» YOUR OBJECTIVE: Check each line of the listing below for the string "ConnectRequest", and give only how many lines hold it.

» MATERIAL PROVIDED:
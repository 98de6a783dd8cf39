//! SQLite-backed snapshot storage.
//!
//! # Responsibility
//! - Persist the task snapshot payload in a single `snapshots` row.
//! - Keep SQL details inside the snapshot boundary.
//!
//! # Invariants
//! - The connection must be bootstrapped (`db::open_db`) before use;
//!   `try_new` rejects unmigrated connections instead of masking them.
//! - Reads and writes are serialized through an internal mutex so the
//!   background writer thread can share the connection.

use super::{SnapshotError, SnapshotResult, SnapshotStore};
use crate::db::migrations::{current_user_version, latest_version};
use crate::model::task::now_epoch_ms;
use rusqlite::{params, Connection, OptionalExtension};
use std::sync::Mutex;

/// Fixed slot name for the task collection payload.
const TASKS_SLOT: &str = "tasks";

/// Production snapshot backend over a bootstrapped SQLite connection.
pub struct SqliteSnapshotStore {
    conn: Mutex<Connection>,
}

impl SqliteSnapshotStore {
    /// Wraps a bootstrapped connection, verifying schema state first.
    ///
    /// # Errors
    /// - `SnapshotError::UninitializedConnection` when migrations have not
    ///   been applied to this connection's database.
    /// - `SnapshotError::MissingRequiredTable` when the schema version
    ///   matches but the `snapshots` table is absent.
    pub fn try_new(conn: Connection) -> SnapshotResult<Self> {
        let expected_version = latest_version();
        let actual_version = current_user_version(&conn)?;
        if actual_version != expected_version {
            return Err(SnapshotError::UninitializedConnection {
                expected_version,
                actual_version,
            });
        }

        let table_exists: i64 = conn.query_row(
            "SELECT EXISTS(
                SELECT 1 FROM sqlite_master WHERE type = 'table' AND name = 'snapshots'
            );",
            [],
            |row| row.get(0),
        )?;
        if table_exists == 0 {
            return Err(SnapshotError::MissingRequiredTable("snapshots"));
        }

        Ok(Self {
            conn: Mutex::new(conn),
        })
    }

    fn lock(&self) -> std::sync::MutexGuard<'_, Connection> {
        self.conn.lock().expect("snapshot connection lock poisoned")
    }
}

impl SnapshotStore for SqliteSnapshotStore {
    fn write(&self, payload: &str) -> SnapshotResult<()> {
        self.lock().execute(
            "INSERT INTO snapshots (slot, payload, written_at)
             VALUES (?1, ?2, ?3)
             ON CONFLICT(slot) DO UPDATE SET
                payload = excluded.payload,
                written_at = excluded.written_at;",
            params![TASKS_SLOT, payload, now_epoch_ms()],
        )?;
        Ok(())
    }

    fn read(&self) -> SnapshotResult<Option<String>> {
        let payload = self
            .lock()
            .query_row(
                "SELECT payload FROM snapshots WHERE slot = ?1;",
                [TASKS_SLOT],
                |row| row.get(0),
            )
            .optional()?;
        Ok(payload)
    }
}
/// Example demonstrating custom pacing for station operations.
///
/// This shows how to give slow access points more time to associate and how
/// to point the station at a non-default control socket directory.
use std::time::Duration;
use wpars::{ConnectRequest, StationConfig, StationError, WifiStation};

fn main() -> wpars::Result<()> {
    // Poll twice a second and tolerate a sluggish supplicant
    let config = StationConfig::new()
        .with_ctrl_dir("/run/wpa_supplicant")
        .with_poll_interval(Duration::from_millis(500))
        .with_command_timeout(Duration::from_secs(10))
        .with_scan_attempts(4);

    let mut station = WifiStation::with_config("wlan0", config)?;

    println!("Station configured with custom pacing:");
    println!("  Poll interval:   {:?}", station.config().poll_interval);
    println!("  Command timeout: {:?}", station.config().command_timeout);

    // Connect with a 60s budget
    let request = ConnectRequest::new("MyNetwork")
        .psk(std::env::var("WIFI_PASSWORD").unwrap_or_else(|_| "password".to_string()))
        .timeout_secs(60);

    println!("\nConnecting to network...");
    match station.connect(&request) {
        Ok(info) => println!("Connected to {} ({})", info.network.ssid, info.network.bssid),
        Err(StationError::Timeout(last)) => println!("Timed out, last state: {}", last.state),
        Err(e) => return Err(e),
    }

    // You can also use default pacing
    let default_config = StationConfig::default();
    println!("\nDefault station pacing:");
    println!("  Poll interval:   {:?}", default_config.poll_interval);
    println!("  Command timeout: {:?}", default_config.command_timeout);

    Ok(())
}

» RESPONSE TO THIS EXERCISE: 2